= Task statement =
Among the records that follow, find each line holding the word "handle" and copy it.

Data for analysis START

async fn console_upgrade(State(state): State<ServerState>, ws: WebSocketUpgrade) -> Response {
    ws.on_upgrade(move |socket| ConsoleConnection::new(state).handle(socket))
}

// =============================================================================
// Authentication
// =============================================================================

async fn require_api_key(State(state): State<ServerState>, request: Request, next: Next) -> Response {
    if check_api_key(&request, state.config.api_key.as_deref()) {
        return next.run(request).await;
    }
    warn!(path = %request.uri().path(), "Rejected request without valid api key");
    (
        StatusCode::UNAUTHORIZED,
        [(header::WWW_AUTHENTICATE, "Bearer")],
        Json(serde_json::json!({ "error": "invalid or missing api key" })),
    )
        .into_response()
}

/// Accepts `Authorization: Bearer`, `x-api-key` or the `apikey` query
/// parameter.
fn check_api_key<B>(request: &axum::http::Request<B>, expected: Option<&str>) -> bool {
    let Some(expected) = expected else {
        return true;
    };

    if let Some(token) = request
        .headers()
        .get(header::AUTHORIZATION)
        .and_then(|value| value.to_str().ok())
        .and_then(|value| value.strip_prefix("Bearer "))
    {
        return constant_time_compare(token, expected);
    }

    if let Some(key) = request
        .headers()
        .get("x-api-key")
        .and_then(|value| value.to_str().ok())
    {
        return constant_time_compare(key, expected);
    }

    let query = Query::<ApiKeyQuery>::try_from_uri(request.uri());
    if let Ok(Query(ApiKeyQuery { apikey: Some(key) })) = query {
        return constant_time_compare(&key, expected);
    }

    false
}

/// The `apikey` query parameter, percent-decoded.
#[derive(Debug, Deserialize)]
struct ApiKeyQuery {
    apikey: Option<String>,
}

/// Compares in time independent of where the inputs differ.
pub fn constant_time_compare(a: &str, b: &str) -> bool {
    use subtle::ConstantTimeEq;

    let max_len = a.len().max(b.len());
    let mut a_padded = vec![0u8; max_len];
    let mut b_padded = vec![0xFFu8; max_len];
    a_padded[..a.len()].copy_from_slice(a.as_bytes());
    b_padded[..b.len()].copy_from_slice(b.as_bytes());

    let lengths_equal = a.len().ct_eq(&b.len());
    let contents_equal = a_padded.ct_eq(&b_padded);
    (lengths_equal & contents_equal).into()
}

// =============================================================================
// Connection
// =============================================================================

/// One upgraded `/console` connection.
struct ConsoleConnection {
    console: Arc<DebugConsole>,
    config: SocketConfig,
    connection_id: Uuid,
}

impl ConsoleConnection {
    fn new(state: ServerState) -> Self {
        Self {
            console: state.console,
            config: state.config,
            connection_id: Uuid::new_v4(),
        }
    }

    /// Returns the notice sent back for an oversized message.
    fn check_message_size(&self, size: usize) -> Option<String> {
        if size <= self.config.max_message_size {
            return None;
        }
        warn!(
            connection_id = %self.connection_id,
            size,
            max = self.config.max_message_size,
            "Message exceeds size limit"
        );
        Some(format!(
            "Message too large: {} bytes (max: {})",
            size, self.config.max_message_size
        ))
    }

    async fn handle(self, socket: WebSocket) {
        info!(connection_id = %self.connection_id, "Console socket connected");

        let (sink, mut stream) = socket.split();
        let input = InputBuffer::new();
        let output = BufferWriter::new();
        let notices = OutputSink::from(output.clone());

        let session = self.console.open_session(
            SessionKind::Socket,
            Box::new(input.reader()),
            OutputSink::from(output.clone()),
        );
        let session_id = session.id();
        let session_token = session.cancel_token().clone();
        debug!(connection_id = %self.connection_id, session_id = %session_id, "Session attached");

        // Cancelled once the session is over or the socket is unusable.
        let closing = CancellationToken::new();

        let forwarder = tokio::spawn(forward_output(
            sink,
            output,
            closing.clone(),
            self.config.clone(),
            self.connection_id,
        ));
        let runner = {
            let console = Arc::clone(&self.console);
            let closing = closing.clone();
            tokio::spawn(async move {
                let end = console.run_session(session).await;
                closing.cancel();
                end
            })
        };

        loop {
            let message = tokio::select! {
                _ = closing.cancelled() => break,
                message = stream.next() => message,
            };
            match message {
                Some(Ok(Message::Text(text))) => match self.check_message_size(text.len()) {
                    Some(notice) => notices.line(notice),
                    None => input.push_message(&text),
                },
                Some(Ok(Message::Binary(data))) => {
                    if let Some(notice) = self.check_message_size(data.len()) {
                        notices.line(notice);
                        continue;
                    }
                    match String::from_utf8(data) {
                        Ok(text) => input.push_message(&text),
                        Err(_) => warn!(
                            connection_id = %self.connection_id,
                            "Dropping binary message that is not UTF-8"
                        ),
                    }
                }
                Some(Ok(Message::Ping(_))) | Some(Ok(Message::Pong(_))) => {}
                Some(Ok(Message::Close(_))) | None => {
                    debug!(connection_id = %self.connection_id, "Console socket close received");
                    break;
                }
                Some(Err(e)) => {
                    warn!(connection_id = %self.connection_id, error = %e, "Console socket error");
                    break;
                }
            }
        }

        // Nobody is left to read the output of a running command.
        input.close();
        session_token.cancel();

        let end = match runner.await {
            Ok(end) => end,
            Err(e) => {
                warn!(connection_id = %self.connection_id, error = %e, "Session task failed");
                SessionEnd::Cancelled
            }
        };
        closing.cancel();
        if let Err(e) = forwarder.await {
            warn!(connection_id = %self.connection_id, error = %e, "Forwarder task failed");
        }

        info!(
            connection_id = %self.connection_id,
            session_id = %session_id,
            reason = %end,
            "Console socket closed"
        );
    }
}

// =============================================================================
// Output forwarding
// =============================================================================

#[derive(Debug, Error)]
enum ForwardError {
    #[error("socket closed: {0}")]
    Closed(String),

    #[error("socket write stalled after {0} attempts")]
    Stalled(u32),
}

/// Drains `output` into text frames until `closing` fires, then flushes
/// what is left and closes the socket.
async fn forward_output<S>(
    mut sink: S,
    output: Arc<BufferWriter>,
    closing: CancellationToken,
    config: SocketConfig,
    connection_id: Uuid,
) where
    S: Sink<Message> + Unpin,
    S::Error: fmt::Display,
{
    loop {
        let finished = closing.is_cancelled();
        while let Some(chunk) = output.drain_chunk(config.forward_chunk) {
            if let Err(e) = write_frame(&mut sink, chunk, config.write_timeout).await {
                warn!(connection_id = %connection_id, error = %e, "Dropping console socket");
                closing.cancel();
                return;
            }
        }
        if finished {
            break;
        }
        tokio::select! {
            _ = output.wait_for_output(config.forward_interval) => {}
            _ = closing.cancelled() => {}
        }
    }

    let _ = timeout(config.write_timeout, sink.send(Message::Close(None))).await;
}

Data for analysis END
Data for analysis START

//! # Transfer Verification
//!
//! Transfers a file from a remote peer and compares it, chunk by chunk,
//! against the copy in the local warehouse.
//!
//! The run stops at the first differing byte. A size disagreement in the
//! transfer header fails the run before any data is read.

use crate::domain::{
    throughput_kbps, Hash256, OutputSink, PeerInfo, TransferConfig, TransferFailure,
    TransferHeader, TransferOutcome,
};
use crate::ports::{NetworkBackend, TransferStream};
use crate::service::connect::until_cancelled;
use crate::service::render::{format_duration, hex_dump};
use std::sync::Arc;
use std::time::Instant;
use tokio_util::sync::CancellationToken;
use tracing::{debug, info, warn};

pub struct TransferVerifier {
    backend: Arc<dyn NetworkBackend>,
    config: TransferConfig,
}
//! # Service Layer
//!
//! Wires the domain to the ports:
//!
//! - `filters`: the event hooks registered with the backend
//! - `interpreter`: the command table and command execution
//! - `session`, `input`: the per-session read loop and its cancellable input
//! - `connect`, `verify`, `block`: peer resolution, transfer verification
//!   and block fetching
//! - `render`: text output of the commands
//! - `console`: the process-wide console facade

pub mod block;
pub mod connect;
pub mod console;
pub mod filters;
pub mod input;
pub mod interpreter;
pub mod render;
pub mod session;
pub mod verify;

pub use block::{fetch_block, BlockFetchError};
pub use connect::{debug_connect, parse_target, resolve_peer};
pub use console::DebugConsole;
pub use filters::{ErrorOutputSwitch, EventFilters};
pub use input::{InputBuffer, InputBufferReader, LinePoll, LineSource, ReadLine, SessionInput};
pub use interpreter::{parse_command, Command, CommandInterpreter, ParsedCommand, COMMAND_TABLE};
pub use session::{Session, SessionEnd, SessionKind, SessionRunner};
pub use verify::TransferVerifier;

Data for analysis END

= Answer below =
    ws.on_upgrade(move |socket| ConsoleConnection::new(state).handle(socket))
    async fn handle(self, socket: WebSocket) {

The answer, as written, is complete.